## PROMPT
Each entry below has to be written out again exactly.
___ EXTRACTED DATA ___
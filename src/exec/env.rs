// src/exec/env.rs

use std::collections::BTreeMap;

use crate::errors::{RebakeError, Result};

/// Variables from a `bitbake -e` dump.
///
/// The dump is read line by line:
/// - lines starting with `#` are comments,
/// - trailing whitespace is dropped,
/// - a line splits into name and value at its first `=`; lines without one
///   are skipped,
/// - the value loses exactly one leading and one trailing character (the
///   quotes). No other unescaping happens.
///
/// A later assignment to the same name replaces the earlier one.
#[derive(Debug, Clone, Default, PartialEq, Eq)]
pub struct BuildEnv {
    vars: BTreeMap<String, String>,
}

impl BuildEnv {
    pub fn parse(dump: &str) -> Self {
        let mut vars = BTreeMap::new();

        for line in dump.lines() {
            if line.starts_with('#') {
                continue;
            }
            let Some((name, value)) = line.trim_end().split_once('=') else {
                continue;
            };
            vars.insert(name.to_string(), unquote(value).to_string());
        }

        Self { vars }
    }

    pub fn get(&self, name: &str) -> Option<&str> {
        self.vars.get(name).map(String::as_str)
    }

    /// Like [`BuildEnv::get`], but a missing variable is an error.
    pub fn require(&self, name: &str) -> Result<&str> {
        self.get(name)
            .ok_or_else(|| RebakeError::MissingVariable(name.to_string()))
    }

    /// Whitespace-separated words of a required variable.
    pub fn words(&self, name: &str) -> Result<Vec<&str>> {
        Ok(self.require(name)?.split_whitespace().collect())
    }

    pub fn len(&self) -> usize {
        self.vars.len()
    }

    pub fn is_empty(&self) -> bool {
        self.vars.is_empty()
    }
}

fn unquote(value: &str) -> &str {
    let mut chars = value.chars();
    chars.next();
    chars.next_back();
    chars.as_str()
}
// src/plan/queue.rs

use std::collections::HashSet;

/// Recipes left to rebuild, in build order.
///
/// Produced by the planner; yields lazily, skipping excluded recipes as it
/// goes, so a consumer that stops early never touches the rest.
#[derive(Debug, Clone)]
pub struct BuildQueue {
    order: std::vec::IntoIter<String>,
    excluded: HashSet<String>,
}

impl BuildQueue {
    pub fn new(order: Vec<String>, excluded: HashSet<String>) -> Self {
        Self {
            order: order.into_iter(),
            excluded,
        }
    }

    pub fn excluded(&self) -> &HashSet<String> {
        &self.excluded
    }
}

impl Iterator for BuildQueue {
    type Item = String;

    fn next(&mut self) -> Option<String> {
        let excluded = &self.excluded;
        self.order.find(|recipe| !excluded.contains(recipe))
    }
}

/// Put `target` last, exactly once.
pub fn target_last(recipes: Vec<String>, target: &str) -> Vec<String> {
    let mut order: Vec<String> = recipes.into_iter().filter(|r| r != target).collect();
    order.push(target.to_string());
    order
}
___
## RESULT
filename src/exec/env.rs
// src/exec/env.rs

use std::collections::BTreeMap;

use crate::errors::{RebakeError, Result};

/// Variables from a `bitbake -e` dump.
///
/// The dump is read line by line:
/// - lines starting with `#` are comments,
/// - trailing whitespace is dropped,
/// - a line splits into name and value at its first `=`; lines without one
///   are skipped,
/// - the value loses exactly one leading and one trailing character (the
///   quotes). No other unescaping happens.
///
/// A later assignment to the same name replaces the earlier one.
#[derive(Debug, Clone, Default, PartialEq, Eq)]
pub struct BuildEnv {
    vars: BTreeMap<String, String>,
}

impl BuildEnv {
    pub fn parse(dump: &str) -> Self {
        let mut vars = BTreeMap::new();

        for line in dump.lines() {
            if line.starts_with('#') {
                continue;
            }
            let Some((name, value)) = line.trim_end().split_once('=') else {
                continue;
            };
            vars.insert(name.to_string(), unquote(value).to_string());
        }

        Self { vars }
    }

    pub fn get(&self, name: &str) -> Option<&str> {
        self.vars.get(name).map(String::as_str)
    }

    /// Like [`BuildEnv::get`], but a missing variable is an error.
    pub fn require(&self, name: &str) -> Result<&str> {
        self.get(name)
            .ok_or_else(|| RebakeError::MissingVariable(name.to_string()))
    }

    /// Whitespace-separated words of a required variable.
    pub fn words(&self, name: &str) -> Result<Vec<&str>> {
        Ok(self.require(name)?.split_whitespace().collect())
    }

    pub fn len(&self) -> usize {
        self.vars.len()
    }

    pub fn is_empty(&self) -> bool {
        self.vars.is_empty()
    }
}

fn unquote(value: &str) -> &str {
    let mut chars = value.chars();
    chars.next();
    chars.next_back();
    chars.as_str()
}
// src/plan/queue.rs

use std::collections::HashSet;

/// Recipes left to rebuild, in build order.
///
/// Produced by the planner; yields lazily, skipping excluded recipes as it
/// goes, so a consumer that stops early never touches the rest.
#[derive(Debug, Clone)]
pub struct BuildQueue {
    order: std::vec::IntoIter<String>,
    excluded: HashSet<String>,
}

impl BuildQueue {
    pub fn new(order: Vec<String>, excluded: HashSet<String>) -> Self {
        Self {
            order: order.into_iter(),
            excluded,
        }
    }

    pub fn excluded(&self) -> &HashSet<String> {
        &self.excluded
    }
}

impl Iterator for BuildQueue {
    type Item = String;

    fn next(&mut self) -> Option<String> {
        let excluded = &self.excluded;
        self.order.find(|recipe| !excluded.contains(recipe))
    }
}

/// Put `target` last, exactly once.
pub fn target_last(recipes: Vec<String>, target: &str) -> Vec<String> {
    let mut order: Vec<String> = recipes.into_iter().filter(|r| r != target).collect();
    order.push(target.to_string());
    order
}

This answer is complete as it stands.